Antibiotic resistant bacteria are a fact of life for those of us in the medical profession. In my 25 years of practice this has gradually morphed from a very manageable problem to one that is increasingly difficult if not frightning. We are now at the point where previously healthy people can contact a lethal infection that we cannot cure with antibiotics. Many others have to be treated with courses of expensive, inconvenient and even toxic antibiotics because resistance has made much cheaper and safer old standards useless. MRSA has become a household 'brand' in the medical world.
Well, this scary situation is about to get a lot worse. Follow me if you dare.
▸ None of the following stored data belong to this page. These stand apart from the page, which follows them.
//! Trajectory sampling.
//!
//! Frames are pulled from the decoder on demand and detection runs on up
//! to `concurrency` frames at once. `buffered` yields results in frame
//! order regardless of completion order, so the reduction step always
//! appends to the trajectory in increasing frame order. The buffer also
//! bounds how many decoded frames are held in memory.

use std::time::Duration;

use futures::stream::{self, StreamExt};
use reframe_models::{Detection, Dimensions, FrameRange};
use tokio::time::Instant;
use tracing::{debug, info};

use super::config::ScoringWeights;
use super::models::SparseTrajectory;
use super::scorer::{crop_x_for_subject, select_subject};
use crate::cancel::CancelSignal;
use crate::detector::SubjectDetector;
use crate::error::{MediaError, MediaResult};
use crate::frames::{Frame, FrameSource};

/// How a sampling pass runs.
#[derive(Debug, Clone)]
pub struct SamplerOptions {
    /// Sample every Nth frame
    pub stride: u64,
    /// Detector calls in flight
    pub concurrency: usize,
    /// Abort after this long
    pub timeout: Option<Duration>,
}

impl Default for SamplerOptions {
    fn default() -> Self {
        Self {
            stride: 5,
            concurrency: 4,
            timeout: None,
        }
    }
}

/// Reduces detector output over a frame range to crop positions.
pub struct TrajectorySampler<'a> {
    detector: &'a dyn SubjectDetector,
    source: Dimensions,
    crop_width: u32,
    weights: ScoringWeights,
    options: SamplerOptions,
    cancel: CancelSignal,
}

impl<'a> TrajectorySampler<'a> {
    pub fn new(
        detector: &'a dyn SubjectDetector,
        source: Dimensions,
        crop_width: u32,
        weights: ScoringWeights,
        options: SamplerOptions,
    ) -> Self {
        Self {
            detector,
            source,
            crop_width,
            weights,
            options,
            cancel: CancelSignal::never(),
        }
    }

    pub fn with_cancel(mut self, cancel: CancelSignal) -> Self {
        self.cancel = cancel;
        self
    }

    /// Sample `range` from `frames`.
    ///
    /// The frame source is always finished, whether sampling succeeds,
    /// fails or is cancelled. Nothing is returned unless every sampled
    /// frame was processed.
    pub async fn sample(
        &self,
        frames: &mut dyn FrameSource,
        range: FrameRange,
    ) -> MediaResult<SparseTrajectory> {
        let started = std::time::Instant::now();
        let result = self.collect(&mut *frames, range).await;
        let finished = frames.finish().await;

        let trajectory = match (result, finished) {
            (Ok(trajectory), Ok(())) => trajectory,
            // A torn frame is a symptom; the decoder's exit carries the cause.
            (Err(MediaError::DecodeFailed(_)), Err(e @ MediaError::FfmpegFailed { .. })) => {
                return Err(e)
            }
            (Err(e), _) => return Err(e),
            (Ok(_), Err(e)) => return Err(e),
        };

        if trajectory.is_empty() {
            return Err(MediaError::decode_failed(format!(
                "decoder produced no frames in range {}..{}",
                range.start, range.end
            )));
        }

        info!(
            samples = trajectory.len(),
            detector = self.detector.name(),
            elapsed_ms = started.elapsed().as_millis() as u64,
            "Sampled subject trajectory"
        );
        Ok(trajectory)
    }

    async fn collect(
        &self,
        frames: &mut dyn FrameSource,
        range: FrameRange,
    ) -> MediaResult<SparseTrajectory> {
        self.cancel.check()?;

        let stride = self.options.stride.max(1);
        let detector = self.detector;
        let expected = range.len().div_ceil(stride) as usize;

        let decoded = stream::unfold(frames, |source| async move {
            match source.next_frame().await {
                Ok(Some(frame)) => Some((Ok(frame), source)),
                Ok(None) => None,
                Err(e) => Some((Err(e), source)),
            }
        });

        let detections = decoded
            .map(move |frame| detect_sampled(detector, frame, range, stride))
            .buffered(self.options.concurrency.max(1));
        tokio::pin!(detections);

        let deadline = self.options.timeout.map(|t| (Instant::now() + t, whole_secs(t)));
        let mut trajectory = SparseTrajectory::with_capacity(expected);

        loop {
            let next = tokio::select! {
                biased;
                _ = self.cancel.cancelled() => return Err(MediaError::Cancelled),
                _ = wait_until(deadline.map(|(at, _)| at)) => {
                    let secs = deadline.map(|(_, secs)| secs).unwrap_or_default();
                    return Err(MediaError::Timeout(secs));
                }
                item = detections.next() => item,
            };

            let Some(item) = next else { break };
            let Some((index, found)) = item? else { continue };

            let x = self.reduce(index, &found)?;
            trajectory.push(index, x)?;

            if trajectory.len() % 100 == 0 {
                debug!(
                    sampled = trajectory.len(),
                    expected,
                    frame = index,
                    "Sampling progress"
                );
            }
        }

        Ok(trajectory)
    }

    /// Score one frame's detections down to a crop position.
    fn reduce(&self, index: u64, detections: &[Detection]) -> MediaResult<f64> {
        if let Some(bad) = detections.iter().find(|d| !d.is_well_formed()) {
            return Err(MediaError::detection_failed(
                self.detector.name(),
                index,
                format!("malformed detection {:?}", bad),
            ));
        }
        let subject = select_subject(detections, self.source, &self.weights);
        Ok(crop_x_for_subject(subject, self.source, self.crop_width))
    }
}

/// Seconds for error reports, rounded up so short limits never read as zero.
fn whole_secs(timeout: Duration) -> u64 {
    timeout.as_secs() + u64::from(timeout.subsec_nanos() > 0)
}

/// Run the detector on a decoded frame if it falls on the sampling grid.
async fn detect_sampled(
    detector: &dyn SubjectDetector,
    frame: MediaResult<Frame>,
    range: FrameRange,
    stride: u64,
) -> MediaResult<Option<(u64, Vec<Detection>)>> {
    let frame = frame?;
    if !range.contains(frame.index) || (frame.index - range.start) % stride != 0 {
        return Ok(None);
    }

    let found = detector.detect(&frame).await.map_err(|e| match e {
        MediaError::Cancelled | MediaError::Timeout(_) | MediaError::DetectionFailed { .. } => e,
        other => MediaError::detection_failed(detector.name(), frame.index, other.to_string()),
    })?;
    Ok(Some((frame.index, found)))
}

async fn wait_until(deadline: Option<Instant>) {
    match deadline {
        Some(at) => tokio::time::sleep_until(at).await,
        None => std::future::pending().await,
    }
}
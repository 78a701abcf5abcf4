//! Error types for media operations.

use std::path::PathBuf;

use reframe_models::ErrorKind;
use thiserror::Error;

/// Result type for media operations.
pub type MediaResult<T> = Result<T, MediaError>;

/// Errors that can occur during probing, planning and rendering.
#[derive(Debug, Error)]
pub enum MediaError {
    #[error("FFmpeg not found in PATH")]
    FfmpegNotFound,

    #[error("FFprobe not found in PATH")]
    FfprobeNotFound,

    #[error("FFmpeg command failed: {message} (command: {command})")]
    FfmpegFailed {
        message: String,
        command: String,
        stderr: Option<String>,
        exit_code: Option<i32>,
    },

    #[error("FFprobe command failed: {message} (command: {command})")]
    FfprobeFailed {
        message: String,
        command: String,
        stderr: Option<String>,
    },

    #[error("Video not found: {0}")]
    FileNotFound(PathBuf),

    #[error("Video cannot be opened: {0}")]
    InvalidVideo(String),

    #[error("Invalid request: {0}")]
    InvalidRequest(String),

    #[error("Trajectory is empty: {0}")]
    EmptyTrajectory(String),

    #[error("Detector '{detector}' failed at frame {frame}: {message}")]
    DetectionFailed {
        detector: String,
        frame: u64,
        message: String,
    },

    #[error("Frame decoding failed: {0}")]
    DecodeFailed(String),

    #[error("Operation cancelled")]
    Cancelled,

    #[error("Operation timed out after {0} seconds")]
    Timeout(u64),

    #[error("IO error: {0}")]
    Io(#[from] std::io::Error),

    #[error("JSON parse error: {0}")]
    JsonParse(#[from] serde_json::Error),

    #[error("Internal error: {0}")]
    Internal(String),
}

impl MediaError {
    /// Create an FFmpeg failure error.
    pub fn ffmpeg_failed(
        message: impl Into<String>,
        command: impl Into<String>,
        stderr: Option<String>,
        exit_code: Option<i32>,
    ) -> Self {
        Self::FfmpegFailed {
            message: message.into(),
            command: command.into(),
            stderr,
            exit_code,
        }
    }

    /// Create a detection failure error.
    pub fn detection_failed(
        detector: impl Into<String>,
        frame: u64,
        message: impl Into<String>,
    ) -> Self {
        Self::DetectionFailed {
            detector: detector.into(),
            frame,
            message: message.into(),
        }
    }

    pub fn invalid_request(message: impl Into<String>) -> Self {
        Self::InvalidRequest(message.into())
    }

    pub fn decode_failed(message: impl Into<String>) -> Self {
        Self::DecodeFailed(message.into())
    }

    /// Create an internal error.
    pub fn internal(message: impl Into<String>) -> Self {
        Self::Internal(message.into())
    }

    /// Stable classification of this error.
    pub fn kind(&self) -> ErrorKind {
        match self {
            MediaError::FileNotFound(_) | MediaError::InvalidVideo(_) => ErrorKind::NotFound,
            MediaError::InvalidRequest(_) | MediaError::EmptyTrajectory(_) => {
                ErrorKind::InvalidRequest
            }
            MediaError::Cancelled => ErrorKind::Cancelled,
            MediaError::Timeout(_) => ErrorKind::Timeout,
            _ => ErrorKind::CollaboratorFailure,
        }
    }

    /// Captured stderr for collaborator failures.
    pub fn stderr(&self) -> Option<&str> {
        match self {
            MediaError::FfmpegFailed { stderr, .. } | MediaError::FfprobeFailed { stderr, .. } => {
                stderr.as_deref()
            }
            _ => None,
        }
    }
}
We frankly do a pretty lousy job of managing antibiotic usage here in the United States. More than half of all yearly antibiotic production tonnage (yes, we're talking thousands upon thousands of pounds) goes into animal feed to permit BigAg to make a few more pennies per pound on hogs and cattle jammed together shoulder to shoulder on massive factory farms. That's just insane from a public health standpoint, and the Obama administration is finally taking some tentative steps to mitigate the stupidity.
The medical world is not a lot better. We are far, far too promiscuous in our use of antibiotics. Some of this is the result of harried, overworked primary care providers who find it easier to write a prescription for Amoxicillin than to spend the time required to explain to a patient why it won't help their head cold. Some is the crass overuse of very expensive broad-spectrum antibiotics for infections easily treated with something simpler and cheaper. Much of it is simply the result of far sicker people kept alive much longer on dialysis and with multiple surgical procedures or indwelling medical devices, where cascading infections and multiple rounds of antibiotics are the rule. And finally, we've become far too complaiscent about basic infection control procedures (like, for instance, simple handwashing) with antibiotics available.
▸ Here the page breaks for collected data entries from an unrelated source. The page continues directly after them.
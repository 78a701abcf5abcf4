//! Render strategy selection.

use reframe_models::{CropDataEntry, CropMode, Dimensions, FrameRange};
use tracing::{info, warn};

use super::aspect::centered_y;
use super::interpolate::interpolate;
use super::models::{
    AspectDecision, CropPlan, CropPositions, DenseTrajectory, SparseTrajectory, TrajectorySample,
};
use crate::error::{MediaError, MediaResult};

/// Reason recorded when a per-frame path is collapsed for the encoder.
pub const PER_FRAME_UNSUPPORTED: &str = "encoder cannot apply per-frame crop positions";

/// Reason recorded when the source needs no subject tracking.
pub const TRACKING_NOT_NEEDED: &str = "source framing does not require subject tracking";

/// Reason recorded when a supplied crop path never moves.
pub const CONSTANT_PATH: &str = "crop path does not move";

/// Floor a position and clamp it into `[0, source_width - crop_width]`.
pub fn clamp_x(x: f64, source_width: u32, crop_width: u32) -> u32 {
    let max_x = source_width.saturating_sub(crop_width);
    if !x.is_finite() || x <= 0.0 {
        return 0;
    }
    (x.floor() as u64).min(max_x as u64) as u32
}

/// Horizontally centered window position.
pub fn centered_x(source_width: u32, crop_width: u32) -> u32 {
    source_width.saturating_sub(crop_width) / 2
}

/// Turn a dense trajectory into a crop plan.
///
/// `static` collapses the trajectory to its mean. `dynamic` keeps one
/// position per frame when the encoder can apply them; otherwise it falls
/// back to the mean and records the fallback on the plan.
pub fn select_strategy(
    decision: AspectDecision,
    source: Dimensions,
    dense: &DenseTrajectory,
    requested: CropMode,
    per_frame_supported: bool,
) -> MediaResult<CropPlan> {
    let mean = dense.mean().ok_or_else(|| {
        MediaError::EmptyTrajectory("no crop positions to render".to_string())
    })?;

    let crop_width = decision.crop.width;
    let y = centered_y(source.height, decision.crop.height);
    let fixed_x = clamp_x(mean, source.width, crop_width);

    let plan = match requested {
        CropMode::Static => CropPlan::new(
            decision,
            y,
            CropPositions::Fixed(fixed_x),
            requested,
            CropMode::Static,
            None,
        ),
        CropMode::Dynamic if per_frame_supported => {
            let path = dense
                .positions
                .iter()
                .map(|x| clamp_x(*x, source.width, crop_width))
                .collect();
            CropPlan::new(
                decision,
                y,
                CropPositions::PerFrame(path),
                requested,
                CropMode::Dynamic,
                None,
            )
        }
        CropMode::Dynamic => {
            warn!(
                x = fixed_x,
                "Per-frame positions unsupported, rendering a fixed window"
            );
            CropPlan::new(
                decision,
                y,
                CropPositions::Fixed(fixed_x),
                requested,
                CropMode::Static,
                Some(PER_FRAME_UNSUPPORTED.to_string()),
            )
        }
    };

    info!(
        requested = %plan.requested_mode(),
        applied = %plan.applied_mode(),
        crop = %plan.crop(),
        y,
        "Selected render strategy"
    );
    Ok(plan)
}

/// Fixed, centered plan for sources that need no tracking.
pub fn centered_plan(decision: AspectDecision, source: Dimensions, requested: CropMode) -> CropPlan {
    let reason = match requested {
        CropMode::Dynamic => Some(TRACKING_NOT_NEEDED.to_string()),
        CropMode::Static => None,
    };
    CropPlan::new(
        decision,
        centered_y(source.height, decision.crop.height),
        CropPositions::Fixed(centered_x(source.width, decision.crop.width)),
        requested,
        CropMode::Static,
        reason,
    )
}

/// Rebuild a plan from previously produced per-frame crop windows.
///
/// Gaps between listed frames are filled by interpolation. A path that never
/// moves renders as a fixed window. Returns the plan and the frames it covers.
pub fn plan_from_crop_data(
    entries: &[CropDataEntry],
    source: Dimensions,
    requested: CropMode,
    per_frame_supported: bool,
) -> MediaResult<(CropPlan, FrameRange)> {
    let (first, last) = match (entries.first(), entries.last()) {
        (Some(first), Some(last)) => (first, last),
        _ => {
            return Err(MediaError::EmptyTrajectory(
                "crop_data has no entries".to_string(),
            ))
        }
    };

    let crop = Dimensions::new(first.width, first.height);
    if crop.width > source.width || first.y as u64 + crop.height as u64 > source.height as u64 {
        return Err(MediaError::invalid_request(format!(
            "crop window {} at y={} does not fit source {}",
            crop, first.y, source
        )));
    }

    let sparse = SparseTrajectory::from_samples(
        entries
            .iter()
            .map(|e| TrajectorySample {
                frame: e.frame,
                x: e.x as f64,
            })
            .collect(),
    )?;
    let range = FrameRange::new(first.frame, last.frame + 1);
    let dense = interpolate(&sparse, range)?;

    let decision = AspectDecision {
        crop,
        track_subject: true,
    };
    let selected = select_strategy(decision, source, &dense, requested, per_frame_supported)?;

    let plan = if entries.iter().all(|e| e.x == first.x) {
        let reason = match requested {
            CropMode::Dynamic => Some(CONSTANT_PATH.to_string()),
            CropMode::Static => None,
        };
        CropPlan::new(
            decision,
            first.y,
            CropPositions::Fixed(clamp_x(first.x as f64, source.width, crop.width)),
            requested,
            CropMode::Static,
            reason,
        )
    } else {
        CropPlan::new(
            decision,
            first.y,
            selected.positions().clone(),
            requested,
            selected.applied_mode(),
            selected.fallback_reason().map(str::to_string),
        )
    };

    Ok((plan, range))
}

#[cfg(test)]
mod tests {
    use super::*;

    const SOURCE: Dimensions = Dimensions {
        width: 1920,
        height: 1080,
    };

    fn tracking() -> AspectDecision {
        AspectDecision {
            crop: Dimensions::new(607, 1080),
            track_subject: true,
        }
    }

    fn dense(values: &[f64]) -> DenseTrajectory {
        DenseTrajectory {
            start_frame: 0,
            positions: values.to_vec(),
        }
    }

    #[test]
    fn test_static_uses_mean() {
        let trajectory = dense(&[500.0, 520.0, 610.5, 700.0]);
        let plan = select_strategy(tracking(), SOURCE, &trajectory, CropMode::Static, true).unwrap();
        let CropPositions::Fixed(x) = plan.positions() else {
            panic!("expected fixed window");
        };
        assert!((*x as f64 - trajectory.mean().unwrap()).abs() < 1.0);
        assert_eq!(plan.applied_mode(), CropMode::Static);
        assert!(plan.fallback_reason().is_none());
    }

    #[test]
    fn test_dynamic_keeps_path_when_supported() {
        let trajectory = dense(&[0.0, 100.4, 1400.0, -3.0]);
        let plan = select_strategy(tracking(), SOURCE, &trajectory, CropMode::Dynamic, true).unwrap();
        assert_eq!(plan.applied_mode(), CropMode::Dynamic);
        assert_eq!(
            plan.positions(),
            &CropPositions::PerFrame(vec![0, 100, 1313, 0])
        );
    }

    #[test]
    fn test_dynamic_fallback_is_reported() {
        let trajectory = dense(&[600.0, 620.0]);
        let plan = select_strategy(tracking(), SOURCE, &trajectory, CropMode::Dynamic, false).unwrap();
        assert_eq!(plan.requested_mode(), CropMode::Dynamic);
        assert_eq!(plan.applied_mode(), CropMode::Static);
        assert_eq!(plan.positions(), &CropPositions::Fixed(610));
        assert_eq!(plan.fallback_reason(), Some(PER_FRAME_UNSUPPORTED));
    }

    #[test]
    fn test_vertical_offset_centered() {
        let decision = AspectDecision {
            crop: Dimensions::new(1080, 607),
            track_subject: false,
        };
        let source = Dimensions::new(1080, 1920);
        let plan = centered_plan(decision, source, CropMode::Static);
        assert_eq!(plan.y(), 656);
        assert_eq!(plan.positions(), &CropPositions::Fixed(0));
    }

    #[test]
    fn test_centered_plan_reports_skip() {
        let decision = AspectDecision {
            crop: Dimensions::new(1080, 1920),
            track_subject: false,
        };
        let plan = centered_plan(decision, Dimensions::new(1080, 1920), CropMode::Dynamic);
        assert_eq!(plan.applied_mode(), CropMode::Static);
        assert_eq!(plan.fallback_reason(), Some(TRACKING_NOT_NEEDED));
        assert_eq!(plan.y(), 0);
    }

    #[test]
    fn test_empty_trajectory_rejected() {
        let err = select_strategy(tracking(), SOURCE, &dense(&[]), CropMode::Static, true).unwrap_err();
        assert!(matches!(err, MediaError::EmptyTrajectory(_)));
    }

    #[test]
    fn test_clamp_x() {
        assert_eq!(clamp_x(561.9, 1920, 607), 561);
        assert_eq!(clamp_x(2000.0, 1920, 607), 1313);
        assert_eq!(clamp_x(-5.0, 1920, 607), 0);
        assert_eq!(clamp_x(f64::NAN, 1920, 607), 0);
        assert_eq!(clamp_x(10.0, 607, 607), 0);
    }

    fn entry(frame: u64, x: u32) -> CropDataEntry {
        CropDataEntry {
            frame,
            x,
            y: 0,
            width: 607,
            height: 1080,
            center_x: x as f64 + 303.5,
        }
    }

    #[test]
    fn test_crop_data_constant_path_is_fixed() {
        let entries: Vec<_> = (0..10).map(|f| entry(f, 561)).collect();
        let (plan, range) =
            plan_from_crop_data(&entries, SOURCE, CropMode::Dynamic, true).unwrap();
        assert_eq!(range, FrameRange::new(0, 10));
        assert_eq!(plan.positions(), &CropPositions::Fixed(561));
        assert_eq!(plan.applied_mode(), CropMode::Static);
        assert_eq!(plan.fallback_reason(), Some(CONSTANT_PATH));
    }

    #[test]
    fn test_crop_data_moving_path_fills_gaps() {
        let entries = vec![entry(10, 100), entry(12, 104)];
        let (plan, range) =
            plan_from_crop_data(&entries, SOURCE, CropMode::Dynamic, true).unwrap();
        assert_eq!(range, FrameRange::new(10, 13));
        assert_eq!(plan.positions(), &CropPositions::PerFrame(vec![100, 102, 104]));
        assert_eq!(plan.applied_mode(), CropMode::Dynamic);
    }

    #[test]
    fn test_crop_data_static_uses_mean() {
        let entries = vec![entry(0, 100), entry(1, 200)];
        let (plan, _) = plan_from_crop_data(&entries, SOURCE, CropMode::Static, true).unwrap();
        assert_eq!(plan.positions(), &CropPositions::Fixed(150));
        assert_eq!(plan.fallback_reason(), None);
    }

    #[test]
    fn test_crop_data_rejects_oversized_window() {
        let mut oversized = entry(0, 0);
        oversized.height = 2000;
        let err = plan_from_crop_data(&[oversized], SOURCE, CropMode::Static, true).unwrap_err();
        assert_eq!(err.kind(), reframe_models::ErrorKind::InvalidRequest);

        let err = plan_from_crop_data(&[], SOURCE, CropMode::Static, true).unwrap_err();
        assert!(matches!(err, MediaError::EmptyTrajectory(_)));
    }
}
This is all going to change, and probably quite soon. As you can read here, a new extremely resistant strain of bacteria is gaining headway, appearing initially among "medical tourists" returning from India after having surgical procedures. If you think antibiotic use and infection control procedures are lax here in the U.S., in the developing world it's a nightmare. There's virtually no surveillance for developing resistance patterns, no review or constraints on use of broad spectrum antibiotics, little systematic follow-up to ensure infections are eradicated. To put it bluntly, it's the ideal situation if your goal is to cultivate the development of extremely drug resistant bacteria.
This is really, really bad news. The resistance is mediated by genetic information that is easily transmitted to other strains, even completely different species, of bacteria. It is entirely possible that this resistance factor may leap to common strains of very virulent bacteria causing most serious infections here in America, making them overnight impmervious to virtually all antibiotics.
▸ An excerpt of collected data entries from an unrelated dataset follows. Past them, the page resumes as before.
//! FFmpeg-based rendering of crop plans.
//!
//! A fixed plan becomes a single `crop` filter. A per-frame plan keeps one
//! continuous filter graph and drives the crop offset with `sendcmd`, so the
//! output never has segment seams.

use std::fmt::Write as _;
use std::path::{Path, PathBuf};
use std::process::Stdio;

use async_trait::async_trait;
use reframe_models::CropMode;
use tempfile::NamedTempFile;
use tokio::process::Command;
use tracing::{debug, info, warn};

use crate::cancel::CancelSignal;
use crate::command::{FfmpegCommand, FfmpegRunner};
use crate::error::{MediaError, MediaResult};
use crate::planner::{CropPlan, CropPositions};

/// Instance name of the crop filter targeted by `sendcmd`.
const CROP_FILTER: &str = "crop@reframe";

/// Keep output dimensions even for yuv420p.
const EVEN_SCALE: &str = "scale=trunc(iw/2)*2:trunc(ih/2)*2,setsar=1";

/// Source time span rendered for one request.
#[derive(Debug, Clone, Copy, PartialEq)]
pub struct RenderWindow {
    pub start_time: f64,
    pub duration: f64,
    pub fps: f64,
}

/// Result of a finished encode.
#[derive(Debug, Clone, PartialEq)]
pub struct EncodeOutcome {
    pub output_path: PathBuf,
    pub file_size: u64,
    /// Mode actually applied by the encoder
    pub applied_mode: CropMode,
}

/// Renders a crop plan into an output file.
#[async_trait]
pub trait ClipEncoder: Send + Sync {
    /// Whether per-frame crop positions can be applied.
    fn supports_per_frame_positions(&self) -> bool;

    async fn encode(
        &self,
        input: &Path,
        output: &Path,
        plan: &CropPlan,
        window: RenderWindow,
        cancel: &CancelSignal,
    ) -> MediaResult<EncodeOutcome>;
}

/// Encoder backed by the `ffmpeg` binary.
#[derive(Debug, Clone)]
pub struct FfmpegEncoder {
    per_frame: bool,
    preset: String,
    crf: u8,
    timeout_secs: Option<u64>,
}

impl FfmpegEncoder {
    pub fn new(per_frame: bool) -> Self {
        Self {
            per_frame,
            preset: "fast".to_string(),
            crf: 20,
            timeout_secs: None,
        }
    }

    /// Build an encoder after checking whether the local FFmpeg has `sendcmd`.
    pub async fn detect() -> Self {
        let per_frame = match probe_sendcmd().await {
            Ok(found) => found,
            Err(e) => {
                warn!("Could not list FFmpeg filters: {}", e);
                false
            }
        };
        info!("FFmpeg per-frame crop support: {}", per_frame);
        Self::new(per_frame)
    }

    pub fn with_preset(mut self, preset: impl Into<String>) -> Self {
        self.preset = preset.into();
        self
    }

    pub fn with_crf(mut self, crf: u8) -> Self {
        self.crf = crf;
        self
    }

    pub fn with_timeout(mut self, secs: u64) -> Self {
        self.timeout_secs = Some(secs);
        self
    }

    pub fn preset(&self) -> &str {
        &self.preset
    }

    pub fn crf(&self) -> u8 {
        self.crf
    }

    /// Video filter for a fixed window.
    pub fn static_filter(plan: &CropPlan, x: u32) -> String {
        format!(
            "crop={}:{}:{}:{},{}",
            plan.crop_width(),
            plan.crop_height(),
            x,
            plan.y(),
            EVEN_SCALE
        )
    }

    /// Video filter for a per-frame path driven by a sendcmd script file.
    pub fn per_frame_filter(plan: &CropPlan, initial_x: u32, script: &Path) -> String {
        format!(
            "setpts=PTS-STARTPTS,sendcmd=f='{}',{}=w={}:h={}:x={}:y={},{}",
            script.display(),
            CROP_FILTER,
            plan.crop_width(),
            plan.crop_height(),
            initial_x,
            plan.y(),
            EVEN_SCALE
        )
    }

    fn command(&self, input: &Path, output: &Path, window: RenderWindow, filter: String) -> FfmpegCommand {
        FfmpegCommand::new(input, output)
            .seek(window.start_time)
            .duration(window.duration)
            .video_filter(filter)
            .video_codec("libx264")
            .preset(self.preset.clone())
            .crf(self.crf)
            .output_args(["-pix_fmt", "yuv420p"])
            .audio_codec("aac")
            .output_args(["-movflags", "+faststart"])
    }

    fn runner(&self, cancel: &CancelSignal) -> FfmpegRunner {
        let runner = FfmpegRunner::new().with_cancel(cancel.clone());
        match self.timeout_secs {
            Some(secs) => runner.with_timeout(secs),
            None => runner,
        }
    }
}

impl Default for FfmpegEncoder {
    fn default() -> Self {
        Self::new(false)
    }
}

#[async_trait]
impl ClipEncoder for FfmpegEncoder {
    fn supports_per_frame_positions(&self) -> bool {
        self.per_frame
    }

    async fn encode(
        &self,
        input: &Path,
        output: &Path,
        plan: &CropPlan,
        window: RenderWindow,
        cancel: &CancelSignal,
    ) -> MediaResult<EncodeOutcome> {
        if !input.exists() {
            return Err(MediaError::FileNotFound(input.to_path_buf()));
        }
        if !window.duration.is_finite() || window.duration <= 0.0 {
            return Err(MediaError::invalid_request(format!(
                "render duration must be positive, got {}",
                window.duration
            )));
        }

        // Script file must outlive the FFmpeg run.
        let mut script_file = None;
        let (filter, applied_mode) = match plan.positions() {
            CropPositions::Fixed(x) => (Self::static_filter(plan, *x), CropMode::Static),
            CropPositions::PerFrame(xs) if xs.is_empty() => {
                return Err(MediaError::EmptyTrajectory(
                    "per-frame crop path is empty".to_string(),
                ));
            }
            CropPositions::PerFrame(xs) if !self.per_frame => {
                let x = mean_position(xs);
                warn!(
                    "Per-frame crop not supported by this FFmpeg, rendering fixed window at x={}",
                    x
                );
                (Self::static_filter(plan, x), CropMode::Static)
            }
            CropPositions::PerFrame(xs) => {
                let script = sendcmd_script(xs, window.fps)?;
                let file = NamedTempFile::new()?;
                tokio::fs::write(file.path(), script).await?;
                let filter = Self::per_frame_filter(plan, xs[0], file.path());
                script_file = Some(file);
                (filter, CropMode::Dynamic)
            }
        };

        let cmd = self.command(input, output, window, filter);
        debug!("Running FFmpeg crop: {}", cmd.describe());
        self.runner(cancel).run(&cmd).await?;
        drop(script_file);

        let file_size = tokio::fs::metadata(output).await?.len();
        info!(
            "Rendered {} ({} bytes, {} crop)",
            output.display(),
            file_size,
            applied_mode
        );

        Ok(EncodeOutcome {
            output_path: output.to_path_buf(),
            file_size,
            applied_mode,
        })
    }
}

/// Build a sendcmd script that moves the crop window whenever x changes.
///
/// Times are relative to the first rendered frame.
pub fn sendcmd_script(positions: &[u32], fps: f64) -> MediaResult<String> {
    if !fps.is_finite() || fps <= 0.0 {
        return Err(MediaError::invalid_request(format!(
            "frame rate must be positive, got {}",
            fps
        )));
    }

    let mut script = String::new();
    let mut last = None;
    for (i, x) in positions.iter().enumerate() {
        if last == Some(*x) {
            continue;
        }
        let t = i as f64 / fps;
        let _ = writeln!(script, "{:.4} [enter] {} x {};", t, CROP_FILTER, x);
        last = Some(*x);
    }
    Ok(script)
}

fn mean_position(positions: &[u32]) -> u32 {
    let sum: u64 = positions.iter().map(|x| *x as u64).sum();
    (sum / positions.len().max(1) as u64) as u32
}

/// Whether the local FFmpeg lists the `sendcmd` filter.
async fn probe_sendcmd() -> MediaResult<bool> {
    let output = Command::new("ffmpeg")
        .args(["-hide_banner", "-filters"])
        .stdin(Stdio::null())
        .stdout(Stdio::piped())
        .stderr(Stdio::null())
        .output()
        .await
        .map_err(|e| match e.kind() {
            std::io::ErrorKind::NotFound => MediaError::FfmpegNotFound,
            _ => MediaError::Io(e),
        })?;

    let listing = String::from_utf8_lossy(&output.stdout);
    Ok(listing
        .lines()
        .any(|line| line.split_whitespace().nth(1) == Some("sendcmd")))
}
80 years ago, my grandfather began practicing pediatrics in the pre-antibiotic era. He once told me how diagnosing meningitis or a severe pneumonia was effectively a death sentence; all he could do was hold a child's hand as he or she died. When Penicillin arrived after 1941, suddenly he could cure these children. It was like magic.
My entire career to date has been in the era of antibiotics.
But I can see that in the coming years, I may be practicing in the post-antibiotic era. An era in medicine when antibiotics are largely worthless, and we're back to quaranteens and hand-holding.